# [EXERCISE INSTRUCTIONS]
Locate the word "write" in the data below, then copy every line that holds it.

[Saved entries]
┄┄┄┄┄┄┄┄┄┄

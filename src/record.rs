//! Record classification and key handling.
//!
//! A record is a level-0 node and its subtree. Its kind is decided by the
//! root tag, and its identity by a cross-reference key of the form `@X...@`.

use std::cmp::Ordering;

#[cfg(feature = "json")]
use serde::{Deserialize, Serialize};

/// The kind of a GEDCOM record, classified by its root tag.
#[derive(Debug, Clone, Copy, PartialEq, Eq, Hash)]
#[cfg_attr(feature = "json", derive(Serialize, Deserialize))]
pub enum RecordKind {
    /// An `INDI` record.
    Person,
    /// A `FAM` record.
    Family,
    /// A `SOUR` record.
    Source,
    /// An `EVEN` record.
    Event,
    /// The `HEAD` record; carries no key and is not indexed.
    Header,
    /// The `TRLR` record; carries no key and is not indexed.
    Trailer,
    /// Any other top-level tag.
    Other,
}

impl RecordKind {
    /// Classifies a root tag.
    #[must_use]
    pub fn from_tag(tag: &str) -> Self {
        match tag {
            "INDI" => RecordKind::Person,
            "FAM" => RecordKind::Family,
            "SOUR" => RecordKind::Source,
            "EVEN" => RecordKind::Event,
            "HEAD" => RecordKind::Header,
            "TRLR" => RecordKind::Trailer,
            _ => RecordKind::Other,
        }
    }

    /// Returns the type character used in generated keys.
    #[must_use]
    pub const fn key_char(self) -> char {
        match self {
            RecordKind::Person => 'I',
            RecordKind::Family => 'F',
            RecordKind::Source => 'S',
            RecordKind::Event => 'E',
            _ => 'X',
        }
    }
}

/// The sex of a person.
///
/// `Error` arises only from transient parses of an invalid SEX value; a
/// validated record never carries it.
#[derive(Debug, Clone, Copy, PartialEq, Eq)]
#[cfg_attr(feature = "json", derive(Serialize, Deserialize))]
pub enum Sex {
    /// A `SEX M` line.
    Male,
    /// A `SEX F` line.
    Female,
    /// A `SEX U` line or no SEX line at all.
    Unknown,
    /// A SEX line whose value is none of M, F or U.
    Error,
}

impl Sex {
    /// Parses a SEX line value.
    #[must_use]
    pub fn parse(value: &str) -> Self {
        match value {
            "M" => Sex::Male,
            "F" => Sex::Female,
            "U" => Sex::Unknown,
            _ => Sex::Error,
        }
    }

    /// Returns true for a definite male or female value.
    #[must_use]
    pub const fn is_definite(self) -> bool {
        matches!(self, Sex::Male | Sex::Female)
    }

    /// Returns the opposite sex; `Unknown` for anything indefinite.
    #[must_use]
    pub const fn opposite(self) -> Self {
        match self {
            Sex::Male => Sex::Female,
            Sex::Female => Sex::Male,
            _ => Sex::Unknown,
        }
    }

    /// Returns the single-letter GEDCOM encoding. `Error` has none and maps
    /// to `U`.
    #[must_use]
    pub const fn as_str(self) -> &'static str {
        match self {
            Sex::Male => "M",
            Sex::Female => "F",
            Sex::Unknown | Sex::Error => "U",
        }
    }
}

/// Returns true iff the value string is a valid SEX encoding.
#[must_use]
pub fn valid_sex_value(value: &str) -> bool {
    matches!(value, "M" | "F" | "U")
}

/// Returns true iff a string has the GEDCOM key shape: it begins and ends
/// with `@` and is at least three bytes long.
#[must_use]
pub fn is_key(s: &str) -> bool {
    s.len() >= 3 && s.starts_with('@') && s.ends_with('@')
}

/// Wraps a bare identifier in `@` signs.
#[must_use]
pub fn add_at(s: &str) -> String {
    format!("@{s}@")
}

/// Strips the `@` signs from both ends of a key. The input is not checked.
#[must_use]
pub fn remove_at(s: &str) -> &str {
    s.trim_start_matches('@').trim_end_matches('@')
}

/// Orders record keys: shorter keys sort before longer keys, ties broken
/// bytewise. This is the ordering of root lists and key-sorted sequences.
#[must_use]
pub fn compare_record_keys(a: &str, b: &str) -> Ordering {
    a.len().cmp(&b.len()).then_with(|| a.cmp(b))
}

#[cfg(test)]
mod tests {
    use super::*;

    #[test]
    fn test_record_kind_from_tag() {
        assert_eq!(RecordKind::from_tag("INDI"), RecordKind::Person);
        assert_eq!(RecordKind::from_tag("FAM"), RecordKind::Family);
        assert_eq!(RecordKind::from_tag("SOUR"), RecordKind::Source);
        assert_eq!(RecordKind::from_tag("EVEN"), RecordKind::Event);
        assert_eq!(RecordKind::from_tag("HEAD"), RecordKind::Header);
        assert_eq!(RecordKind::from_tag("TRLR"), RecordKind::Trailer);
        assert_eq!(RecordKind::from_tag("NOTE"), RecordKind::Other);
    }

    #[test]
    fn test_sex_parse() {
        assert_eq!(Sex::parse("M"), Sex::Male);
        assert_eq!(Sex::parse("F"), Sex::Female);
        assert_eq!(Sex::parse("U"), Sex::Unknown);
        assert_eq!(Sex::parse("male"), Sex::Error);
    }

    #[test]
    fn test_sex_opposite() {
        assert_eq!(Sex::Male.opposite(), Sex::Female);
        assert_eq!(Sex::Female.opposite(), Sex::Male);
        assert_eq!(Sex::Unknown.opposite(), Sex::Unknown);
    }

    #[test]
    fn test_is_key() {
        assert!(is_key("@I1@"));
        assert!(is_key("@X@"));
        assert!(!is_key("@@"));
        assert!(!is_key("I1"));
        assert!(!is_key("@I1"));
    }

    #[test]
    fn test_add_and_remove_at() {
        assert_eq!(add_at("I1"), "@I1@");
        assert_eq!(remove_at("@I1@"), "I1");
    }

    #[test]
    fn test_compare_record_keys_short_before_long() {
        assert_eq!(compare_record_keys("@I2@", "@I10@"), Ordering::Less);
        assert_eq!(compare_record_keys("@I10@", "@I2@"), Ordering::Greater);
        assert_eq!(compare_record_keys("@I1@", "@I2@"), Ordering::Less);
        assert_eq!(compare_record_keys("@I1@", "@I1@"), Ordering::Equal);
    }
}
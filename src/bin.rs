use gedbase::{gedcom_file_to_database, ErrorLog, GedbaseError};
use std::env;
use std::fmt;
use std::process;

#[derive(Debug)]
enum CliError {
    Gedbase(GedbaseError),
    Usage(String),
}

impl fmt::Display for CliError {
    fn fmt(&self, f: &mut fmt::Formatter) -> fmt::Result {
        match self {
            CliError::Gedbase(err) => write!(f, "Load error: {err}"),
            CliError::Usage(msg) => write!(f, "Usage error: {msg}"),
        }
    }
}

impl From<GedbaseError> for CliError {
    fn from(err: GedbaseError) -> Self {
        CliError::Gedbase(err)
    }
}

fn main() {
    match run() {
        Ok(()) => {
            process::exit(0);
        }
        Err(e) => {
            let exit_code = match &e {
                CliError::Gedbase(_) => 1,
                CliError::Usage(_) => 2,
            };
            eprintln!("Error: {e}");
            process::exit(exit_code);
        }
    }
}

fn run() -> Result<(), CliError> {
    let args: Vec<String> = env::args().collect();
    if args.len() < 2 {
        return Err(CliError::Usage("Missing filename.".to_string()));
    }

    if args[1] == "--help" || args[1] == "-h" {
        println!("Usage: gedbase file.ged [file.ged ...]");
        println!("Loads each GEDCOM file into a database and prints its stats,");
        println!("or the collected error log when the file does not validate.");
        return Ok(());
    }

    let mut failed = ErrorLog::new();
    for path in &args[1..] {
        let mut log = ErrorLog::new();
        match gedcom_file_to_database(path, &mut log) {
            Some(database) => {
                database.stats();
            }
            None => {
                eprintln!("{path}: no database created, {} error(s):", log.len());
                eprint!("{log}");
                for diagnostic in &log {
                    failed.add(diagnostic.clone());
                }
            }
        }
    }
    if !failed.is_empty() {
        return Err(CliError::Gedbase(GedbaseError::Load(failed)));
    }
    Ok(())
}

┄┄┄┄┄┄┄┄┄┄

# [YOUR SOLUTION]
            CliError::Gedbase(err) => write!(f, "Load error: {err}"),
            CliError::Usage(msg) => write!(f, "Usage error: {msg}"),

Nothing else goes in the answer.